▶ **Work required**
Count lines holding the string "crate" in the data that follows. Reply with one number only.

===== Supplied material =====

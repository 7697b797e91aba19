//! Convenience re-exports for common usage patterns.
//!
//! ```
//! use status_rail::prelude::*;
//!
//! fn find_user(id: u64) -> StatusResult<String> {
//!     Err(StatusError::builder("shopify.users", "NOT_FOUND")
//!         .code(Code::NotFound)
//!         .metadata_value(Visibility::Public, "userId", id.to_string())
//!         .build())
//! }
//!
//! let err = find_user(7).unwrap_err();
//! assert!(err.is_permanent());
//! ```

// Core types
pub use crate::types::{
    Code, ErrorTemplate, MetadataValue, RetryInfo, StatusError, StatusResult, Visibility,
};

// Traits
pub use crate::traits::{ErrorIdentity, TransientError, TransientErrorExt};

#[cfg(feature = "tracing")]
pub use crate::tracing_ext::TraceResultExt;
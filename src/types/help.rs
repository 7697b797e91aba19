//! Documentation links attached to an error.

use crate::types::ErrorVec;
#[cfg(feature = "serde")]
use serde::{Deserialize, Serialize};

/// A single `(description, url)` pointer to documentation or a console page.
#[cfg_attr(feature = "serde", derive(Serialize, Deserialize))]
#[derive(Debug, Clone, PartialEq, Eq, Hash)]
pub struct HelpLink {
    description: String,
    url: String,
}

impl HelpLink {
    #[inline]
    pub fn new(description: impl Into<String>, url: impl Into<String>) -> Self {
        Self { description: description.into(), url: url.into() }
    }

    #[inline]
    pub fn description(&self) -> &str {
        &self.description
    }

    #[inline]
    pub fn url(&self) -> &str {
        &self.url
    }
}

/// Ordered help links. Rendering preserves insertion order.
///
/// # Examples
///
/// ```
/// use status_rail::{Help, HelpLink};
///
/// let help = Help::new()
///     .with_link("Status Page", "https://status.example.com")
///     .with_link("Support", "https://support.example.com");
///
/// assert_eq!(help.links().len(), 2);
/// assert_eq!(help.links()[0], HelpLink::new("Status Page", "https://status.example.com"));
/// ```
#[cfg_attr(feature = "serde", derive(Serialize, Deserialize))]
#[derive(Debug, Clone, PartialEq, Eq, Default)]
pub struct Help {
    links: ErrorVec<HelpLink>,
}

impl Help {
    #[inline]
    pub fn new() -> Self {
        Self::default()
    }

    /// Appends a link, builder style.
    #[inline]
    #[must_use]
    pub fn with_link(mut self, description: impl Into<String>, url: impl Into<String>) -> Self {
        self.push(HelpLink::new(description, url));
        self
    }

    #[inline]
    pub fn links(&self) -> &[HelpLink] {
        &self.links
    }

    #[inline]
    pub fn is_empty(&self) -> bool {
        self.links.is_empty()
    }

    #[inline]
    pub(crate) fn push(&mut self, link: HelpLink) {
        self.links.push(link);
    }
}

impl FromIterator<HelpLink> for Help {
    fn from_iter<I: IntoIterator<Item = HelpLink>>(iter: I) -> Self {
        Self { links: iter.into_iter().collect() }
    }
}
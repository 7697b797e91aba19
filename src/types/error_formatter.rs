//! Deterministic text rendering of [`StatusError`].
//!
//! The layout is a published contract: log pipelines and tests assert on it
//! byte for byte.
//!
//! ```text
//! <message>
//!   visibility: <VISIBILITY>
//!   domain: <domain>
//!   reason: <reason>
//!   code: <CODE>
//!   id: <id>                                   (if set)
//!   time: <RFC 3339>                           (if set)
//!   subject: <subject>                         (if set)
//!   sourceId: <source id>                      (if set)
//!   retryInfo: retryOffset=<d> | retryTime=<t> (if set)
//!   metadata:                                  (if any, keys ascending)
//!     - <key>: <value> visibility=<VISIBILITY>
//!
//! - <description>: <url>                       (help links, insertion order)
//!
//! wrapped error: <wrapped error text>
//!
//! <debug detail>
//! <file>:<line> <function>
//! ```
//!
//! Exactly one blank line precedes each of the help, wrapped-error and debug
//! sections when they are present.

use core::fmt::{self, Write};
use core::time::Duration;

use chrono::{DateTime, SecondsFormat, Utc};

use crate::types::StatusError;

/// Writes the full rendering of `error` into `out`.
pub(crate) fn write_status_error<W: Write>(error: &StatusError, out: &mut W) -> fmt::Result {
    out.write_str(error.message().trim())?;

    write!(out, "\n  visibility: {}", error.visibility())?;
    write!(out, "\n  domain: {}", error.domain())?;
    write!(out, "\n  reason: {}", error.reason())?;
    write!(out, "\n  code: {}", error.code())?;

    if let Some(id) = error.id() {
        write!(out, "\n  id: {}", id)?;
    }
    if let Some(time) = error.time() {
        write!(out, "\n  time: {}", format_timestamp(&time))?;
    }
    if let Some(subject) = error.subject() {
        write!(out, "\n  subject: {}", subject)?;
    }
    if let Some(source_id) = error.source_id() {
        write!(out, "\n  sourceId: {}", source_id)?;
    }
    if let Some(retry) = error.retry_info() {
        write!(out, "\n  retryInfo: {}", retry)?;
    }

    if !error.metadata().is_empty() {
        out.write_str("\n  metadata:")?;
        for (key, value) in error.metadata() {
            write!(out, "\n    - {}: {} visibility={}", key, value.value(), value.visibility())?;
        }
    }

    if let Some(help) = error.help().filter(|help| !help.is_empty()) {
        out.write_str("\n")?;
        for link in help.links() {
            write!(out, "\n- {}: {}", link.description(), link.url())?;
        }
    }

    if let Some(wrapped) = error.wrapped() {
        write!(out, "\n\nwrapped error: {}", wrapped)?;
    }

    if let Some(debug) = error.debug_info() {
        out.write_str("\n")?;
        if !debug.detail().is_empty() {
            write!(out, "\n{}", debug.detail())?;
        }
        for frame in debug.frames() {
            write!(out, "\n{}", frame)?;
        }
    }

    Ok(())
}

/// RFC 3339 with whole seconds and a `Z` suffix, e.g. `2024-01-15T14:30:45Z`.
pub fn format_timestamp(time: &DateTime<Utc>) -> String {
    time.to_rfc3339_opts(SecondsFormat::Secs, true)
}

/// Compact duration notation: `0s`, `250ms`, `1.5s`, `1m0s`, `2h0m5s`.
///
/// Sub-second values use the largest unit below one second (`ns`, `µs`, `ms`);
/// anything longer is spelled out in hours, minutes and fractional seconds with
/// trailing zeros dropped.
///
/// # Examples
///
/// ```
/// use core::time::Duration;
/// use status_rail::types::error_formatter::format_duration;
///
/// assert_eq!(format_duration(Duration::from_secs(60)), "1m0s");
/// assert_eq!(format_duration(Duration::from_millis(1500)), "1.5s");
/// assert_eq!(format_duration(Duration::from_secs(3725)), "1h2m5s");
/// ```
pub fn format_duration(duration: Duration) -> String {
    let nanos = duration.as_nanos();
    let mut out = String::with_capacity(16);

    if nanos == 0 {
        out.push_str("0s");
    } else if nanos < 1_000 {
        out.push_str(&nanos.to_string());
        out.push_str("ns");
    } else if nanos < 1_000_000 {
        push_fraction(&mut out, nanos, 1_000);
        out.push_str("µs");
    } else if nanos < 1_000_000_000 {
        push_fraction(&mut out, nanos, 1_000_000);
        out.push_str("ms");
    } else {
        let total_secs = duration.as_secs();
        let hours = total_secs / 3600;
        let minutes = (total_secs % 3600) / 60;
        let seconds = u128::from(total_secs % 60) * 1_000_000_000 + u128::from(duration.subsec_nanos());

        if hours > 0 {
            out.push_str(&hours.to_string());
            out.push('h');
        }
        if hours > 0 || minutes > 0 {
            out.push_str(&minutes.to_string());
            out.push('m');
        }
        push_fraction(&mut out, seconds, 1_000_000_000);
        out.push('s');
    }

    out
}

/// Writes `value / unit` with the remainder as a decimal fraction, trailing zeros trimmed.
fn push_fraction(out: &mut String, value: u128, unit: u128) {
    let whole = value / unit;
    let remainder = value % unit;
    out.push_str(&whole.to_string());

    if remainder > 0 {
        let width = unit.ilog10() as usize;
        let digits = format!("{:0width$}", remainder, width = width);
        out.push('.');
        out.push_str(digits.trim_end_matches('0'));
    }
}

=====

▶ **Written response**
7